West Cork doctor needs €70k for 4x4 to continue life-saving volunteer work

A major fundraising drive kicks off across West Cork this weekend to secure a top-of-the-range emergency response vehicle for a doctor who has saved dozens of lives — in his spare time.

During 95 after-hours call-outs this year, Dr Jason van der Velde has restarted seven hearts, delivered three babies, and saved on average two lives every month in rural West Cork.

Those statistics relate only to his voluntary efforts in the region — all performed after he had finished his day job saving lives in the emergency department of Cork University Hospital.

A pre-hospital emergency medicine and critical care retrieval physician, he manages the HSE’s National 24-hour Emergency Telemedical Support Unit, Medico Cork, which provides emergency advice and support to the crew of vessels at sea, and to islanders.

However, he has also been a volunteer with West Cork Rapid Response unit since its inception in 2009.

The voluntary group works in partnership with the HSE medical emergency services in the region, parts of which are more than 190km from Cork City.

However, the group’s response 4x4 is in a battered state and costs are spiralling — the recent replacement of flashing lights alone cost €1,400.

A new 3.2lt Ford-built Ranger Wildtrak 4x4 is in the process of being fitted out with essential medical equipment and will cost around €70,000.

Supporters of the Rapid Response group are confident the vehicle will be ready by mid-October.

A community association in Ballinascarthy is now leading the charge to help fund the vehicle.

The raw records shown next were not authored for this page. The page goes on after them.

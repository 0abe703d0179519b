//! requirements.txt 校验工具

use regex::Regex;
use rig::tool::Tool;
use serde::{Deserialize, Serialize};
use std::collections::HashMap;
use std::sync::LazyLock;

use crate::types::PackageRef;

static PINNED_LINE: LazyLock<Regex> = LazyLock::new(|| {
    Regex::new(r"^[A-Za-z0-9_.\-]+(\[[A-Za-z0-9_,.\-]+\])?\s*[=<>!~]+\s*[0-9A-Za-z.*]+")
        .expect("pinned requirement pattern")
});

static BARE_LINE: LazyLock<Regex> = LazyLock::new(|| {
    Regex::new(r"^[A-Za-z0-9_.\-]+(\[[A-Za-z0-9_,.\-]+\])?$").expect("bare requirement pattern")
});

/// 校验成功时工具返回的固定文本
pub const VALIDATION_SUCCESS: &str = "SUCCESS";

/// 确定性校验的结果
#[derive(Debug, Clone, Default, PartialEq, Serialize)]
pub struct RequirementsCheck {
    pub issues: Vec<String>,
    pub empty: bool,
}

impl RequirementsCheck {
    pub fn is_valid(&self) -> bool {
        !self.empty && self.issues.is_empty()
    }

    /// 工具返回给模型的文本
    pub fn summary(&self) -> String {
        if self.empty {
            "Error: Empty requirements content.".to_string()
        } else if self.issues.is_empty() {
            VALIDATION_SUCCESS.to_string()
        } else {
            format!("Validation Failed: {}", self.issues.join("; "))
        }
    }

    /// 以问题列表形式给出，空内容也算一个问题
    pub fn into_issues(self) -> Vec<String> {
        if self.empty {
            vec!["Error: Empty requirements content.".to_string()]
        } else {
            self.issues
        }
    }
}

/// 逐行检查语法，并找出同一个包的重复声明
pub fn check_requirements(content: &str) -> RequirementsCheck {
    if content.trim().is_empty() {
        return RequirementsCheck {
            issues: Vec::new(),
            empty: true,
        };
    }

    let mut issues = Vec::new();
    let mut seen: HashMap<String, String> = HashMap::new();

    for line in content.lines() {
        let line = line.trim();
        if line.is_empty() || line.starts_with('#') {
            continue;
        }
        // 去掉行内注释
        let line = line.split(" #").next().unwrap_or(line).trim();

        if !PINNED_LINE.is_match(line) && !BARE_LINE.is_match(line) {
            issues.push(format!("Invalid syntax: {}", line));
            continue;
        }

        if let Some(package) = PackageRef::parse(line) {
            let key = package.normalized_name();
            match seen.get(&key) {
                Some(previous) => issues.push(format!(
                    "Conflicting entries for {}: {} vs {}",
                    package.name, previous, line
                )),
                None => {
                    seen.insert(key, line.to_string());
                }
            }
        }
    }

    RequirementsCheck {
        issues,
        empty: false,
    }
}

/// 兼容旧接口的文本形式：`SUCCESS` / `Validation Failed: ...` / `Error: ...`
pub fn validate_requirements(content: &str) -> String {
    check_requirements(content).summary()
}

/// 暴露给模型的校验工具
#[derive(Debug, Clone, Default)]
pub struct AgentToolValidateRequirements;

#[derive(Debug, Deserialize)]
pub struct ValidateRequirementsArgs {
    pub requirements_content: String,
}

#[derive(Debug, thiserror::Error)]
#[error("requirements validation tool error")]
pub struct ValidateRequirementsError;

impl Tool for AgentToolValidateRequirements {
    const NAME: &'static str = "validate_requirements";

    type Error = ValidateRequirementsError;
    type Args = ValidateRequirementsArgs;
    type Output = String;

    async fn definition(&self, _prompt: String) -> rig::completion::ToolDefinition {
        rig::completion::ToolDefinition {
            name: Self::NAME.to_string(),
            description: "Validates requirements.txt content. Checks the syntax of every line and flags duplicated packages. Returns SUCCESS or the list of problems.".to_string(),
            parameters: serde_json::json!({
                "type": "object",
                "properties": {
                    "requirements_content": {
                        "type": "string",
                        "description": "The full content of the requirements.txt file."
                    }
                },
                "required": ["requirements_content"]
            }),
        }
    }

    async fn call(&self, args: Self::Args) -> Result<Self::Output, Self::Error> {
        tracing::debug!("   🔧 tool called...validate_requirements");
        let result = validate_requirements(&args.requirements_content);
        if result == VALIDATION_SUCCESS {
            tracing::info!("✅ Requirements validation passed.");
        }
        Ok(result)
    }
}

The village, on the main Bandon-Clonakilty road, has a long association with the Ford family, with company founder Henry Ford’s ancestors emigrating from Ballinascarthy in the 1800s.

Kate Crowley, a member of Ballinascarthy Community Association, said the ‘Jeep for Jason’ campaign emerged after the village donated proceeds from Christmas concerts and carol singing to Rapid Response last January.

“Dr Jason mentioned about the sorry state of the emergency jeep and we decided to get in touch with Eddie Murphy, chief executive of Ford, and requested help due to the special relationship West Cork has with the motor company’s founder,” said Ms Crowley.

“We have to come up with a certain amount of money by mid-October to secure the vehicle.

“This is a huge opportunity for every town and village to play its part in making West Cork a safer place to live.”

Ballinascarthy is organising a 5km walk from 12pm on Sunday and all drivers passing along the N71 are asked to donate.